Art in the Winter Garden
Topic: projects & crafts, environment, arts
Time to Complete: 15+ minutes
Grade Level: Preschool, K-2, 3-5, 6-8, 9-12
Location(s): Outdoor
Season: Winter, Spring, Summer, Fall
Young girl in winter hat collecting items from nature from a snow-covered evergreen tree
Want to put a new spin on your outdoor winter fun? Sparking far more creativity than the typical snowman, introduce your students or family to the work of sculptor and photographer Andy Goldsworthy; then let your imaginations go wild in your own winter garden.


  • An assortment of natural materials
  • A camera to document creations


  • Introduce your students to the work of sculptor and photographer Andy Goldsworthy. He is a British artist who uses natural materials such as snow, ice, twigs, stones, flowers, pinecones and any other interesting materials offered up by nature to create sometimes simple, sometimes complex, but always beautiful artwork. His book, A Collaboration with Nature,is a great resource and has quite a few snow and ice creations to get your creative juices flowing. You can also view samples of his work online, for example in the Digital Catalog hosted by the University of Glasgow in cooperation with The Crichton Foundation.
  • Next, dress for the weather and head into your schoolyard or garden to challenge your budding artists to create their own Goldsworthy inspired artwork. Let their imaginations run wild and work off some of that ”been stuck inside too long” energy!
  • Document their art work. To increase the fun, of the activity, here are a couple of ideas for making this activity extra special:
    • Hold a gallery opening! Invite students from other classes, friends, and neighbors to stroll through your creations. Create pathways by shoveling snow, lining them with sticks, or sprinkling flour colored with food coloring and provide a program of the inspirations or messages of the various installments. Serve hot cocoa to help everyone stay warm and toasty!
    • Take photos of the sculptures with a digital camera. Try taking a series of photos at different times of day in different light, or over time to show the progression of melting or decay. Use the photos to create a display for the school cafeteria or hallway, or use them to make cards or calendars for gift giving.
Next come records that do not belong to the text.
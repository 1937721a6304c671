//! Integration tests for the Parameter sum type

use approx::assert_relative_eq;
use dsge_core::parameters::{Interval, Parameter, ParameterLike, Prior, Scaling, Transform};
use dsge_core::ModelError;

use crate::test_helpers::bounded;

#[test]
fn test_parameter_lifecycle() {
    let mut param = bounded("h", 0.5347, 1e-5, 0.999, Transform::SquareRoot);

    assert_eq!(param.key(), "h");
    assert_eq!(param.value(), 0.5347);
    assert!(!param.is_fixed());
    assert!(!param.is_steady_state());
    assert_eq!(param.scaling(), None);

    param.set_value(0.7).unwrap();
    assert_eq!(param.value(), 0.7);

    // Rejected values leave the parameter untouched
    assert!(matches!(param.set_value(-0.1), Err(ModelError::OutOfBounds { .. })));
    assert!(matches!(param.set_value(f64::NAN), Err(ModelError::InvalidInput(_))));
    assert_eq!(param.value(), 0.7);
}

#[test]
fn test_scaled_value_never_stale() {
    let mut spr = Parameter::builder("spr", 1.7444)
        .bounds(Interval::new(0.0, 100.0).unwrap())
        .transform(Transform::Exponential, Interval::new(0.0, 100.0).unwrap())
        .prior(Prior::Gamma { mean: 2.0, std: 0.1 })
        .scaling(Scaling::QuarterlyGross)
        .build()
        .unwrap();

    for v in [0.0, 1.0, 1.7444, 4.0] {
        spr.set_value(v).unwrap();
        assert_relative_eq!(spr.scaled_value(), (1.0 + v / 100.0).powf(0.25));
    }
}

#[test]
fn test_fixed_violation() {
    let mut delta = Parameter::builder("δ", 0.025)
        .bounds(Interval::new(0.0, 1.0).unwrap())
        .fixed()
        .build()
        .unwrap();

    for v in [0.0, 0.03, 0.5] {
        let err = delta.set_value(v).unwrap_err();
        assert!(matches!(err, ModelError::FixedParameterViolation { ref key } if key == "δ"));
        assert_eq!(delta.value(), 0.025);
    }

    delta.override_value(0.03).unwrap();
    assert_eq!(delta.value(), 0.03);
}

#[test]
fn test_independent_transform_interval() {
    // The transform interval need not match the value bounds.
    let param = Parameter::builder("ρ", 0.7)
        .bounds(Interval::new(0.0, 1.0).unwrap())
        .transform(Transform::SquareRoot, Interval::new(-1.0, 1.0).unwrap())
        .prior(Prior::Beta { mean: 0.75, std: 0.1 })
        .build()
        .unwrap();
    assert_eq!(param.transform_parameterization(), Some(Interval::new(-1.0, 1.0).unwrap()));

    let x = param.to_real_line().unwrap();
    assert_relative_eq!(x, 0.7 / (1.0f64 - 0.49).sqrt(), epsilon = 1e-12);
    assert_relative_eq!(param.from_real_line(x).unwrap(), 0.7, epsilon = 1e-12);
}

#[test]
fn test_steady_state_kind() {
    let mut param = Parameter::steady_state("nstar", "Steady-state net worth", "n_*");
    assert!(param.value().is_nan());
    assert_eq!(param.description(), "Steady-state net worth");
    assert_eq!(param.tex_label(), "n_*");
    assert!(param.set_value(1.0).is_err());
    assert!(param.override_value(1.0).is_err());
    assert!(param.prior().is_none());
    assert!(param.valuebounds().is_none());
}

#[test]
fn test_invalid_definitions() {
    let err = Parameter::builder("", 0.5)
        .prior(Prior::Normal { mean: 0.0, std: 1.0 })
        .build()
        .unwrap_err();
    assert!(matches!(err, ModelError::InvalidDefinition(_)));

    // A bounded transform needs a finite auxiliary interval
    let err = Parameter::builder("x", 0.5)
        .transform(Transform::SquareRoot, Interval::unbounded())
        .prior(Prior::Normal { mean: 0.0, std: 1.0 })
        .build()
        .unwrap_err();
    assert!(matches!(err, ModelError::InvalidDefinition(_)));

    let err = Parameter::builder("x", 0.5)
        .prior(Prior::Beta { mean: 0.5, std: 0.9 })
        .build()
        .unwrap_err();
    assert!(matches!(err, ModelError::InvalidDefinition(_)));
}
//! Integration tests for prior densities and draws

use approx::assert_relative_eq;
use dsge_core::parameters::Prior;
use rand::SeedableRng;
use rand_chacha::ChaCha8Rng;

fn sample_mean(prior: &Prior, n: usize, seed: u64) -> f64 {
    let mut rng = ChaCha8Rng::seed_from_u64(seed);
    (0..n).map(|_| prior.sample(&mut rng).unwrap()).sum::<f64>() / n as f64
}

#[test]
fn test_sample_means() {
    let priors = [
        Prior::Normal { mean: 0.30, std: 0.05 },
        Prior::Beta { mean: 0.5, std: 0.1 },
        Prior::Gamma { mean: 0.25, std: 0.1 },
        Prior::Uniform { lower: 1.0, upper: 3.0 },
    ];
    for prior in &priors {
        let expected = prior.mean().unwrap();
        assert_relative_eq!(sample_mean(prior, 20_000, 42), expected, max_relative = 0.02);
    }
}

#[test]
fn test_root_inverse_gamma_mean() {
    let prior = Prior::RootInverseGamma { nu: 4.0, tau: 0.05 };
    let expected = prior.mean().unwrap();
    assert_relative_eq!(sample_mean(&prior, 50_000, 3), expected, max_relative = 0.03);
}

#[test]
fn test_draws_are_reproducible() {
    let prior = Prior::Beta { mean: 0.05, std: 0.005 };
    let mut a = ChaCha8Rng::seed_from_u64(9);
    let mut b = ChaCha8Rng::seed_from_u64(9);
    for _ in 0..10 {
        assert_eq!(prior.sample(&mut a).unwrap(), prior.sample(&mut b).unwrap());
    }
}

#[test]
fn test_log_pdf_support() {
    assert_eq!(
        Prior::Gamma { mean: 2.0, std: 0.1 }.log_pdf(-1.0).unwrap(),
        f64::NEG_INFINITY
    );
    assert_eq!(
        Prior::Uniform { lower: 0.0, upper: 1.0 }.log_pdf(2.0).unwrap(),
        f64::NEG_INFINITY
    );
    assert_relative_eq!(
        Prior::Normal { mean: 0.0, std: 1.0 }.log_pdf(0.0).unwrap(),
        -0.5 * (2.0 * std::f64::consts::PI).ln(),
        epsilon = 1e-12
    );
}
//! # dsge-core
//!
//! `dsge-core` is the parameter-and-steady-state core of a structural
//! macroeconomic model with a Bernanke-Gertler-Gilchrist financial-frictions
//! block.
//!
//! The library provides:
//! - A registry of named, bounded parameters with exact real-line transforms,
//!   scaling functions and priors
//! - A symbolic index registry sized by the number of productive sectors
//! - A steady-state solver combining closed-form balanced-growth algebra with a
//!   scalar root-find for the credit-spread block
//! - Independent model instances that can be evaluated in parallel
//!
//! ## Basic Usage
//!
//! ```
//! use dsge_core::settings::ModelConfig;
//! use dsge_core::Model;
//!
//! let mut model = Model::new(ModelConfig::default()).unwrap();
//!
//! // Move every free parameter through the real line and back
//! let xs = model.parameters().to_real_line().unwrap();
//! let steady_state = model.update_from_real_line(&xs).unwrap();
//!
//! assert!(steady_state.cstar > 0.0);
//! assert_eq!(model.value_of("cstar").unwrap(), steady_state.cstar);
//! ```

// Public modules
pub mod error;

// Parameter system
pub mod parameters;

pub mod indices;
pub mod model;
pub mod models;
pub mod parallel;
pub mod settings;
pub mod steady_state;

// Re-exports for convenience
pub use error::{ModelError, Result};
pub use indices::{IndexCategory, IndexRegistry};
pub use model::Model;
pub use parameters::ParameterSet;
pub use settings::ModelConfig;
pub use steady_state::{SolverOptions, SteadyState};

/// Version of the library
pub const VERSION: &str = env!("CARGO_PKG_VERSION");
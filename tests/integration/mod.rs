//! Integration tests for dsge-core
//!
//! This module organizes all integration tests that exercise complete model
//! instances rather than individual components.

// Baseline scenario, updates and sub-specifications
pub mod end_to_end;

// Independent instances evaluated in parallel
pub mod parallel;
  • Weather too cold? On particularly chilly days, venture out just long enough to collect a variety of natural materials. Provide your young artists with a small baggie or pail and let them know they can only collect what fits inside and from things nature no longer needs. Bring the items indoors and let students create table top sculptures with their found materials. Using a piece of cardboard or a paper plate as a base will make it easier to move the creations once they are completed.
  • Here are some additional extensions of this activity if you want to move beyond the arranging of natural materials:
  • Although Andy Goldsworthy likes to limit himself to natural materials and colors, add some color and interest to your winter sculpture park by filling small spray bottles with water colored with food coloring or environment-friendly paint. Use them to ”paint” parts of your snow or ice sculptures, adding color to what may otherwise be a very monochromatic landscape.
  • Andy Goldsworthy is also known for his art installment Midsummer Snowballs. This was a series of 6 foot diameter snowballs, placed on street corners throughout London one hot July day. As the snowballs slowly melted, they revealed hidden bits of nature such as pinecones, fallen leaves, and seed pods. If you have the freezer space to spare, a smaller version of this snowball feat might be a fun way to conjure up the thrill of a winter snowstorm during the summer. Check out his book Midsummer Snowballsfor more on this unique installment of what some would call ”performance art.”
  • Ever find pictures in the clouds? Use the same method to encourage students to look around their schoolyard or neighborhood to find ”pictures” in the natural snow sculptures created when snow piles up on branches, wood piles, mailboxes or anything else in the outdoor landscape.